Peter Cochrane


	Last Modified: ? ? ? ? ? ? ? ? ? ? ? ? ? ? ? ? ? ? ? ? ? ? ? ? ? ? ? ? ? ? ? ? ? ? ? ? ? ? ? ? ? ? ? ? ? ? ? ?

Homepage / Publications & Opinion / Archive / Articles, Lectures, Preprints & Reprints

It would be good to talk!
Peter Cochrane & Fred Westall

Introduction
All spoken languages are extremely complex with the simplest sentence containing a wealth of information beyond the linguistic content. They convey the mood, emotion, personality and gender of the speaker. Not surprisingly, getting a machine to interact with, generate, and comprehend such subtle information is a major challenge.

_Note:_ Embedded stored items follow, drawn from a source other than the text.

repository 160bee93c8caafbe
fn main() {
    tauri_build::build()
}
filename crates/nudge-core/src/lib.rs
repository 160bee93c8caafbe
//! # nudge-core
//!
//! Core domain models and business logic for Nudge.
//!
//! This crate contains pure business logic without any infrastructure
//! dependencies: the onboarding form value type, the wizard state machine,
//! and the ports implemented by the outer layers.

pub mod onboarding;
pub mod ports;
pub mod wizard;

// Re-export commonly used types at the crate root
pub use onboarding::{
    AppChoice, IntervalUnit, Motivation, MotivationKey, Motivations, NudgeFrequency,
    OnboardingForm,
};
pub use wizard::{Advance, ValidationError, Wizard, WizardStep};
//! Home-screen commands: the launch gate, saved-setup lookup, reset, and
//! the monitoring placeholder.

use std::sync::Arc;

use tauri::State;

use crate::adapters::PreAcknowledgedConfirmation;
use crate::state::AppState;
use nudge_app::{LaunchDecision, ResetOutcome, WizardViewDto};
use nudge_core::onboarding::OnboardingForm;

/// Check the completion flag and route. Never fails: an unreadable store
/// falls open to onboarding.
#[tauri::command]
pub async fn check_onboarding_status(state: State<'_, AppState>) -> Result<LaunchDecision, String> {
    Ok(state.check_status().execute().await)
}

#[tauri::command]
pub async fn get_saved_setup(
    state: State<'_, AppState>,
) -> Result<Option<OnboardingForm>, String> {
    state
        .get_saved_setup()
        .execute()
        .await
        .map_err(|err| err.to_string())
}

/// "View/Edit Setup": push the wizard with a fresh session.
#[tauri::command]
pub async fn open_wizard_for_editing(state: State<'_, AppState>) -> Result<WizardViewDto, String> {
    let mut wizard = state.wizard.lock().await;
    wizard.restart();
    state
        .navigation()
        .push_wizard()
        .await
        .map_err(|err| err.to_string())?;
    Ok(wizard.view())
}

/// Reset the stored setup. The webview shows the destructive-action dialog
/// and passes the user's answer along; a declined dialog is a no-op.
#[tauri::command]
pub async fn reset_setup(
    confirmed: bool,
    state: State<'_, AppState>,
) -> Result<ResetOutcome, String> {
    let confirmation = Arc::new(PreAcknowledgedConfirmation::new(confirmed));
    let outcome = state
        .reset_setup(confirmation)
        .execute()
        .await
        .map_err(|err| err.to_string())?;

    if outcome == ResetOutcome::Reset {
        // The next wizard entry must not see the old form.
        state.wizard.lock().await.restart();
    }
    Ok(outcome)
}

/// Placeholder until the monitoring engine exists.
#[tauri::command]
pub fn start_monitoring() -> Result<String, String> {
    Ok("App monitoring features will be implemented next!".to_string())
}
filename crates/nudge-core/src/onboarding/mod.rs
//! Onboarding domain models
//!
//! This module defines the core domain models for the onboarding flow:
//! the form collected by the three-step wizard and the static catalogs
//! backing its option lists.

pub mod catalog;
pub mod form;

pub use catalog::{AppCatalogEntry, MotivationOption, APP_CATALOG, MOTIVATION_OPTIONS};
pub use form::{
    AppChoice, IntervalUnit, Motivation, MotivationKey, Motivations, NudgeFrequency,
    OnboardingForm,
};
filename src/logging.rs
//! Logging setup.

use log::LevelFilter;
use tauri_plugin_log::{Target, TargetKind};

/// Build the log plugin: stdout plus a rotating file in the app log dir.
pub fn get_builder() -> tauri_plugin_log::Builder {
    let default_level = if cfg!(debug_assertions) {
        LevelFilter::Debug
    } else {
        LevelFilter::Info
    };

    tauri_plugin_log::Builder::new()
        .level(default_level)
        .target(Target::new(TargetKind::Stdout))
        .target(Target::new(TargetKind::LogDir {
            file_name: Some("nudge.log".to_string()),
        }))
}
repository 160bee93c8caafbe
//! Reset setup use case.
//!
//! A user-confirmed destructive action: clears both persisted keys and sends
//! the user back to the wizard. The completion flag is removed first, so
//! even a partial failure leaves the next launch routing to onboarding.

use std::sync::Arc;

use anyhow::Result;
use serde::Serialize;

use nudge_core::ports::{
    ConfirmationPort, NavigationPort, PreferenceStorePort, ONBOARDING_COMPLETED_KEY,
    ONBOARDING_DATA_KEY,
};

#[derive(Debug, Clone, Copy, PartialEq, Eq, Serialize)]
#[serde(rename_all = "lowercase")]
pub enum ResetOutcome {
    /// The user declined the confirmation; nothing was touched.
    Declined,
    /// Stored setup was cleared and the wizard was requested.
    Reset,
}

pub struct ResetSetup {
    store: Arc<dyn PreferenceStorePort>,
    navigation: Arc<dyn NavigationPort>,
    confirmation: Arc<dyn ConfirmationPort>,
}

impl ResetSetup {
    pub fn new(
        store: Arc<dyn PreferenceStorePort>,
        navigation: Arc<dyn NavigationPort>,
        confirmation: Arc<dyn ConfirmationPort>,
    ) -> Self {
        Self {
            store,
            navigation,
            confirmation,
        }
    }

    pub async fn execute(&self) -> Result<ResetOutcome> {
        if !self.confirmation.confirm_reset().await? {
            return Ok(ResetOutcome::Declined);
        }

        // Flag before data: if the second removal fails, the missing flag is
        // already enough for the home gate to route to onboarding.
        self.store.remove(ONBOARDING_COMPLETED_KEY).await?;
        self.store.remove(ONBOARDING_DATA_KEY).await?;

        log::info!("setup reset, stored preferences cleared");

        if let Err(err) = self.navigation.replace_with_wizard().await {
            log::warn!("failed to navigate to onboarding after reset: {err:#}");
        }
        Ok(ResetOutcome::Reset)
    }
}
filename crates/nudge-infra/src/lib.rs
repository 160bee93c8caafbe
//! # nudge-infra
//!
//! Infrastructure adapters for Nudge: the real preference store backing the
//! `PreferenceStorePort`, plus an in-memory fake for tests.

pub mod preferences;

pub use preferences::{FilePreferenceStore, MemoryPreferenceStore};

To date human-machine interfaces have been technology limited and dominated by the switch, button, keyboard and screen. Our natural mode would see us talking to the TV, VHS, washing machine, car, and computer. The inconvenience of typing, remembering obscure commands and navigating GUIs may soon look quaint as a modest degree of speech recognition and synthesis can now afford a reasonable control regime.

Whilst conversational interfaces are some way off, the integration of speech recognition, natural language processing, speech synthesis and search engines will allow the creation of new paradigms. In this contribution we discuss some of the issues relating to human interaction with machines from the standpoint of user needs.

Challenges And Opportunities
Although the public imagination has been fired with images of 'HAL' in '2001 - a Space Odyssey' and the ever-helpful computer on the SS Enterprise, the goal of producing complete natural language interfaces between humans and machines is some way off. The difficulty arises due to the variability in factors that dictate performance such as the great variety in speech characteristics. When a word or phrase is uttered by different speakers, or even when repeated by the same speaker, the variability is large in terms of the precision world of the machine. Beyond the acoustic, ambiguities occur at higher levels of linguistic abstraction. The phrase 'it's easy to recognise speech' could be interpreted as 'it's easy to wreck a nice beach' at a conference of surfers! To make matters worse people do not always say what they mean, or mean what they say!

Figure 1 Speech technology disciplines

Speech and language processing is an amalgam of many broadly based disciplines (Fig 1). Real-world applications using spoken commands therefore require a broad based, holistic approach to realise systems that are acceptable for public use. Engineering and computing need to be complemented by expertise in man-machine interaction, human perception, physiology, acoustics, linguistics, natural language processing, and many others.

Let's talk!
The ideal is always to talk face to face, but when this is not possible we resort to the telephone. In fact some people spend more time on the telephone than with people - it both restricts what you can do and say, whilst at the same time giving new degrees of freedom. The telephone network is the world's largest machine and means of individual communication. Language processing provides a raft of new opportunities for exploiting this infrastructure through new interactive services. Current developments are primarily directed toward interactive banking, shopping, entertainment and information access.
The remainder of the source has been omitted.